An unpublished opinion of the North Carolina Court of Appeals does not constitute controlling legal authority. Citation is disfavored, but may be permitted in accordance with the provisions of Rule 30(e)(3) of the North Carolina Rules of Appellate Procedure. NO. COA13-903 NORTH CAROLINA COURT OF APPEALS Filed: 21 January 2014 STATE OF NORTH CAROLINA v. Union County Nos. 12 CRS 869, 11 CRS 55510 CALIPH KNOTTS Appeal by defendant from judgments entered 27 February 2013 by Judge Christopher W. Bragg in Union County Superior Court. Heard in the Court of Appeals 30 December 2013. Attorney General Roy Cooper, by Assistant Attorney General Jonathan D. Shaw, for the State. Gilda C. Rodriguez for defendant-appellant. HUNTER, JR., Robert N., Judge. A jury found defendant guilty of possession of a firearm by a convicted felon and possession of drug paraphernalia. He then pled guilty to attaining habitual felon status and stipulated to additional prior convictions resulting in sixteen prior record points and a corresponding prior record level V. The trial court consolidated defendant’s offenses and sentenced him to an -2- active prison term of 101 to 131 months. From this judgment, defendant appeals. Counsel appointed to represent defendant is unable to identify any issue with sufficient merit to support a meaningful argument for relief on appeal and asks that this Court conduct its own review of the record for possible prejudicial error. She shows to the satisfaction of this Court that she has complied with the requirements of Anders v. California, 386 U.S. 738 (1967), and State v.

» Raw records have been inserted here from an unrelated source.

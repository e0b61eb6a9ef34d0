//! Complexity-multiplier pricing for surgeries

use rust_decimal::{Decimal, RoundingStrategy};

use crate::error::{BillingError, BillingResult};
use crate::models::{Complexity, Surgery};

/// Ceiling for base values and invoice amounts (one trillion).
pub const MAX_CURRENCY: Decimal = Decimal::from_parts(0xD4A5_1000, 0xE8, 0, false, 0);

impl Complexity {
    /// Fixed price multiplier for the tier: 1.0, 1.3 or 1.8
    pub fn multiplier(self) -> Decimal {
        match self {
            Complexity::Low => Decimal::new(10, 1),
            Complexity::Medium => Decimal::new(13, 1),
            Complexity::High => Decimal::new(18, 1),
        }
    }
}

/// `base × multiplier(complexity)`, rounded half-up to cents.
///
/// # Errors
///
/// [`BillingError::Validation`] when the product does not fit a `Decimal`.
pub fn final_value(base_value: Decimal, complexity: Complexity) -> BillingResult<Decimal> {
    base_value
        .checked_mul(complexity.multiplier())
        .map(|value| {
            value
                .round_dp_with_strategy(2, RoundingStrategy::MidpointAwayFromZero)
                .normalize()
        })
        .ok_or_else(|| {
            BillingError::Validation(format!("baseValue {base_value} is too large to price"))
        })
}

/// Whether a stored surgery agrees with the pricing rule.
pub fn is_consistently_priced(surgery: &Surgery) -> bool {
    surgery.complexity_multiplier == surgery.complexity.multiplier()
        && final_value(surgery.base_value, surgery.complexity)
            .is_ok_and(|value| value == surgery.final_value)
}
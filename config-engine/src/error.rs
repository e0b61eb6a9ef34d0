use thiserror::Error;

#[derive(Error, Debug)]
pub enum ConfigError {
    #[error("Configuration source not found: {0}")]
    SourceNotFound(String),

    #[error("Configuration parsing failed: {0}")]
    ParseError(String),

    #[error("Configuration validation failed: {0}")]
    ValidationError(String),
}

impl From<config::ConfigError> for ConfigError {
    fn from(err: config::ConfigError) -> Self {
        match err {
            config::ConfigError::NotFound(key) => ConfigError::SourceNotFound(key),
            other => ConfigError::ParseError(other.to_string()),
        }
    }
}

pub type Result<T> = std::result::Result<T, ConfigError>;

Kinch, 314 N.C. 99, 331 S.E.2d 665 (1985), by advising defendant of his right to file written arguments with this Court and providing him with the documents necessary for him to do so. Defendant has not filed any written arguments on his own behalf with this Court, and a reasonable time for him to do so has expired. In accordance with Anders, we have fully examined the record to determine whether any issues of arguable merit appear therefrom. We have been unable to find any possible prejudicial error and conclude that the appeal is meritless. No error. Chief Judge MARTIN and Judge DILLON concur. Report per Rule 30(e).